-- ENTRIES SUPPLIED follows --

//! Task skills — grounded on `ai_tools/ai_task_manager.py`: create, list,
//! and mark tasks complete over a JSON file.

use std::sync::Arc;

use async_trait::async_trait;
use chrono::{DateTime, Utc};
use lg_domain::skill::{SkillOutcome, SkillPermission, SkillSchema};
use serde::{Deserialize, Serialize};
use serde_json::{json, Value};
use uuid::Uuid;

use crate::builtin::store::JsonListStore;
use crate::invoker::SkillInvoker;

#[derive(Debug, Clone, Serialize, Deserialize)]
struct Task {
    id: Uuid,
    title: String,
    done: bool,
    created_at: DateTime<Utc>,
    due_at: Option<DateTime<Utc>>,
}

pub struct CreateTask {
    store: Arc<JsonListStore<Task>>,
}

impl CreateTask {
    pub fn new(state_dir: &std::path::Path) -> Self {
        Self { store: Arc::new(JsonListStore::load(state_dir.join("tasks.json"))) }
    }

    pub fn shared_store(&self) -> Arc<JsonListStore<Task>> {
        self.store.clone()
    }
}

#[async_trait]
impl SkillInvoker for CreateTask {
    fn name(&self) -> &str {
        "create_task"
    }
    fn description(&self) -> &str {
        "Create a task, optionally with a due date."
    }
    fn permission(&self) -> SkillPermission {
        SkillPermission::Write
    }
    fn schema(&self) -> SkillSchema {
        SkillSchema {
            required: vec!["title".to_string()],
            parameters: json!({"title": {"type": "string"}, "due_at": {"type": "string", "format": "date-time"}}),
        }
    }
    async fn call(&self, args: Value) -> SkillOutcome {
        let Some(title) = args.get("title").and_then(Value::as_str) else {
            return SkillOutcome::Err { message: "missing required argument: title".to_string() };
        };
        let due_at = args
            .get("due_at")
            .and_then(Value::as_str)
            .and_then(|s| DateTime::parse_from_rfc3339(s).ok())
            .map(|dt| dt.with_timezone(&Utc));
        let task = Task { id: Uuid::new_v4(), title: title.to_string(), done: false, created_at: Utc::now(), due_at };
        let id = task.id;
        self.store.push(task);
        SkillOutcome::Ok { message: "task created".to_string(), data: json!({ "id": id }) }
    }
}

pub struct ListTasks {
    store: Arc<JsonListStore<Task>>,
}

impl ListTasks {
    pub fn new(store: Arc<JsonListStore<Task>>) -> Self {
        Self { store }
    }
}

#[async_trait]
impl SkillInvoker for ListTasks {
    fn name(&self) -> &str {
        "list_tasks"
    }
    fn description(&self) -> &str {
        "List tasks, including whether each is done."
    }
    fn permission(&self) -> SkillPermission {
        SkillPermission::Read
    }
    fn schema(&self) -> SkillSchema {
        SkillSchema { required: vec![], parameters: json!({}) }
    }
    async fn call(&self, _args: Value) -> SkillOutcome {
        let tasks = self.store.list();
        SkillOutcome::Ok { message: format!("{} task(s)", tasks.len()), data: json!({ "tasks": tasks }) }
    }
}

pub struct CompleteTask {
    store: Arc<JsonListStore<Task>>,
}

impl CompleteTask {
    pub fn new(store: Arc<JsonListStore<Task>>) -> Self {
        Self { store }
    }
}

#[async_trait]
impl SkillInvoker for CompleteTask {
    fn name(&self) -> &str {
        "complete_task"
    }
    fn description(&self) -> &str {
        "Mark a task as done by id."
    }
    fn permission(&self) -> SkillPermission {
        SkillPermission::Write
    }
    fn schema(&self) -> SkillSchema {
        SkillSchema { required: vec!["id".to_string()], parameters: json!({"id": {"type": "string"}}) }
    }
    async fn call(&self, args: Value) -> SkillOutcome {
        let Some(id_str) = args.get("id").and_then(Value::as_str) else {
            return SkillOutcome::Err { message: "missing required argument: id".to_string() };
        };
        let Ok(id) = Uuid::parse_str(id_str) else {
            return SkillOutcome::Err { message: "invalid id: not a uuid".to_string() };
        };
        let found = self.store.update(
            |t: &Task| t.id == id,
            |t: &mut Task| {
                if t.done {
                    false
                } else {
                    t.done = true;
                    true
                }
            },
        );
        if found {
            SkillOutcome::Ok { message: "task completed".to_string(), data: json!({ "id": id }) }
        } else {
            SkillOutcome::Err { message: "task_not_found".to_string() }
        }
    }
}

-- ENTRIES SUPPLIED concluded --

# [TASK DIRECTIONS]
Scan the records for the string "impl" and show every line that contains it.

# [THE COMPLETED TASK]
impl CreateTask {
impl SkillInvoker for CreateTask {
impl ListTasks {
impl SkillInvoker for ListTasks {
impl CompleteTask {
impl SkillInvoker for CompleteTask {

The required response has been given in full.